Paulo Miranda salienta que a emissora aberta é da comunidade e, portanto, ela deve se apropriar disso. “Em Brasília, a TV comunitária é de acesso público, não só para quem tem a produção”.
Ele defende uma “municipalização” da comunicação. “Em termos de legislação, nós avançamos muito, temos uma das melhores legislações do mundo, mas isso precisa ser colocado em prática e esse compromisso deve partir do setor sindical de exigir dos prefeitos uma TV comunitária nas cidades”.
Beto Almeida chama a atenção, no entanto, sobre a criação de um canal livre nacional, que segundo ele, pode desestimular as TVs comunitárias locais. Segundo o jornalista, a tarefa agora é “dinamizar” o que já há de comunicação comunitária no Brasil, tendo em vista as 104 TVs comunitárias existentes.
Paulo Miranda também lembra de uma resolução da Agência Nacional de Telecomunicações (Anatel), que obriga as operadoras de TV a cabo a veicular o sinal de canais comunitários, mas pondera que ainda existe uma série de embargos dos setores comerciais que dificultam essa implementação. Segundo o jornalista, a medida pode ser um risco se as telecomunicações financeiras começarem a decidir sobre a produção popular. Além disso, a lei 12.485/2011 vai além do sistema a cabo e facilita a inserção das TVs comunitárias em um modelo digital.

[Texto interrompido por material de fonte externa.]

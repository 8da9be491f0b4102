pub use crate::errors::Error;

pub type Result<T> = core::result::Result<T, Error>;
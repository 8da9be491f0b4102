pub mod mutators;
pub mod selectors;
pub mod spec;
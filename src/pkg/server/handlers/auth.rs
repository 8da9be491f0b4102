use std::sync::Arc;

use axum::{extract::State, http::StatusCode, Extension, Json};
use serde::{Deserialize, Serialize};
use validator::Validate;

use crate::{
    pkg::{
        internal::{adaptors::users::spec::{Role, UserEntry}, auth},
        server::state::AppState,
    },
    prelude::Result,
};

#[derive(Debug, Deserialize, Validate)]
pub struct RegisterInput {
    #[validate(length(min = 3, message = "Username must be at least 3 characters"))]
    pub username: String,
    #[validate(length(min = 6, message = "Password must be at least 6 characters"))]
    pub password: String,
    #[validate(email(message = "Invalid email address"))]
    pub email: String,
    #[validate(length(min = 1, message = "Name is required"))]
    pub name: String,
    pub role: Option<Role>,
}

#[derive(Debug, Deserialize)]
pub struct LoginInput {
    pub username: String,
    pub password: String,
}

#[derive(Serialize)]
pub struct AuthResponse {
    #[serde(flatten)]
    pub user: UserEntry,
    pub token: String,
}

pub async fn register(
    State(state): State<AppState>,
    Json(input): Json<RegisterInput>,
) -> Result<(StatusCode, Json<AuthResponse>)> {
    let (user, token) = auth::register(&state, input).await?;
    Ok((StatusCode::CREATED, Json(AuthResponse { user, token })))
}

pub async fn login(
    State(state): State<AppState>,
    Json(input): Json<LoginInput>,
) -> Result<Json<AuthResponse>> {
    let (user, token) = auth::login(&state, input).await?;
    Ok(Json(AuthResponse { user, token }))
}

pub async fn me(Extension(user): Extension<Arc<UserEntry>>) -> Json<UserEntry> {
    Json((*user).clone())
}
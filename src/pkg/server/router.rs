use axum::extract::DefaultBodyLimit;
use axum::middleware::from_fn_with_state;
use axum::routing::{get, patch, post, put};
use axum::Router;

use super::handlers;
use super::handlers::probes::{healthz, livez};
use super::middlewares::authn;
use super::state::AppState;
use crate::prelude::Result;

// Body limit above the 5 MiB resume ceiling so the workflow, not the
// transport, rejects oversize files with a named error.
const BODY_LIMIT_BYTES: usize = 8 * 1024 * 1024;

pub async fn build_routes() -> Result<Router> {
    let state = AppState::new().await?;
    Ok(build_with_state(state))
}

pub fn build_with_state(state: AppState) -> Router {
    Router::new()
        .route("/api/auth/me", get(handlers::auth::me))
        .route("/api/jobs", post(handlers::jobs::create))
        .route(
            "/api/jobs/:job_id",
            put(handlers::jobs::update).delete(handlers::jobs::remove),
        )
        .route(
            "/api/jobs/:job_id/applications",
            get(handlers::applications::list_for_job),
        )
        .route("/api/applications", get(handlers::applications::list_all))
        .route(
            "/api/applications/my-applications",
            get(handlers::applications::list_mine),
        )
        .route("/api/applications/:id", post(handlers::applications::submit))
        .route(
            "/api/applications/:id/resume",
            get(handlers::applications::resume),
        )
        .route(
            "/api/applications/:id/status",
            patch(handlers::applications::set_status),
        )
        .route("/api/skills", post(handlers::skills::add))
        .layer(from_fn_with_state(state.clone(), authn::authenticate))
        .layer(DefaultBodyLimit::max(BODY_LIMIT_BYTES))
        .route("/api/auth/register", post(handlers::auth::register))
        .route("/api/auth/login", post(handlers::auth::login))
        .route("/api/jobs", get(handlers::jobs::list))
        .route("/api/jobs/:job_id", get(handlers::jobs::get_by_id))
        .route("/api/skills", get(handlers::skills::list))
        .route("/healthz", get(healthz))
        .route("/livez", get(livez))
        .with_state(state)
}
use chrono::Utc;
use sqlx::{types::Json, SqliteConnection};
use uuid::Uuid;

use crate::pkg::internal::adaptors::jobs::spec::JobEntry;
use crate::pkg::server::handlers::jobs::{CreateJobInput, PatchJobInput};
use crate::prelude::Result;

const JOB_COLUMNS: &str = "job_id, title, description, requirements, skills, salary, \
                           employment_type, posted_by, is_active, created_at, updated_at";

pub struct JobMutator<'a> {
    pool: &'a mut SqliteConnection,
}

impl<'a> JobMutator<'a> {
    pub fn new(pool: &'a mut SqliteConnection) -> Self {
        JobMutator { pool }
    }

    pub async fn create(&mut self, job: CreateJobInput, posted_by: &str) -> Result<JobEntry> {
        let now = Utc::now();
        let row = sqlx::query_as::<_, JobEntry>(&format!(
            r#"
            INSERT INTO jobs (job_id, title, description, requirements, skills, salary, employment_type, posted_by, is_active, created_at, updated_at)
            VALUES (?, ?, ?, ?, ?, ?, ?, ?, 1, ?, ?)
            RETURNING {JOB_COLUMNS}
            "#
        ))
        .bind(Uuid::new_v4().to_string())
        .bind(&job.title)
        .bind(&job.description)
        .bind(&job.requirements)
        .bind(Json(&job.skills))
        .bind(job.salary)
        .bind(&job.employment_type)
        .bind(posted_by)
        .bind(now)
        .bind(now)
        .fetch_one(&mut *self.pool)
        .await?;
        Ok(row)
    }

    pub async fn update(&mut self, job_id: &str, job: PatchJobInput) -> Result<Option<JobEntry>> {
        let mut query = String::from("UPDATE jobs SET updated_at = ?");

        if job.title.is_some() {
            query.push_str(", title = ?");
        }
        if job.description.is_some() {
            query.push_str(", description = ?");
        }
        if job.requirements.is_some() {
            query.push_str(", requirements = ?");
        }
        if job.skills.is_some() {
            query.push_str(", skills = ?");
        }
        if job.salary.is_some() {
            query.push_str(", salary = ?");
        }
        if job.employment_type.is_some() {
            query.push_str(", employment_type = ?");
        }
        if job.is_active.is_some() {
            query.push_str(", is_active = ?");
        }

        query.push_str(&format!(" WHERE job_id = ? RETURNING {JOB_COLUMNS}"));

        let mut q = sqlx::query_as::<_, JobEntry>(&query).bind(Utc::now());

        if let Some(title) = job.title {
            q = q.bind(title);
        }
        if let Some(description) = job.description {
            q = q.bind(description);
        }
        if let Some(requirements) = job.requirements {
            q = q.bind(requirements);
        }
        if let Some(skills) = job.skills {
            q = q.bind(Json(skills));
        }
        if let Some(salary) = job.salary {
            q = q.bind(salary);
        }
        if let Some(employment_type) = job.employment_type {
            q = q.bind(employment_type);
        }
        if let Some(is_active) = job.is_active {
            q = q.bind(is_active);
        }
        let row = q.bind(job_id).fetch_optional(&mut *self.pool).await?;
        Ok(row)
    }

    pub async fn delete(&mut self, job_id: &str) -> Result<bool> {
        let result = sqlx::query("DELETE FROM jobs WHERE job_id = ?")
            .bind(job_id)
            .execute(&mut *self.pool)
            .await?;

        Ok(result.rows_affected() > 0)
    }
}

Beto Almeida é representante brasileiro na TeleSur. Foto: Juliano Vieira
Beto Almeida reforça as dificuldades: “Sempre estamos enfrentando o obstáculo no sentido de montar um fundo público de apoio à comunicação comunitária”. Paulo Miranda completa: “É uma luta muito cruel que a gente vem desenvolvendo e travando”.
Apesar das dificuldades financeiras e limitações de equipe e infraestrutura, Almeida destaca que a comunicação comunitária tem a capacidade de gerar uma identidade própria. Em contraponto ao mercado financeiro de comunicação, o jornalista defende o papel da mídia contra-hegemônica na resistência ao golpe de 2016. “O golpe foi totalmente midiático. A comunicação tem sido a alma da resistência contra isso e consolida a comunidade com um grau de consciência”.
Sobre a Venezuela, Almeida cita os 19 anos de luta pela revolução bolivariana sob fogo cerrado das potências imperialistas e enfatiza: “Aqui, em contrapartida, nós nem resistimos ao golpe [arquitetado pelas direitas]”. Por isso, os jornalistas defendem uma política de aliança dos setores de esquerda com iniciativas dos governos para desenvolver, valorizar e aumentar a audiência das redes de comunicação comunitárias, previstas e gratuitas por lei.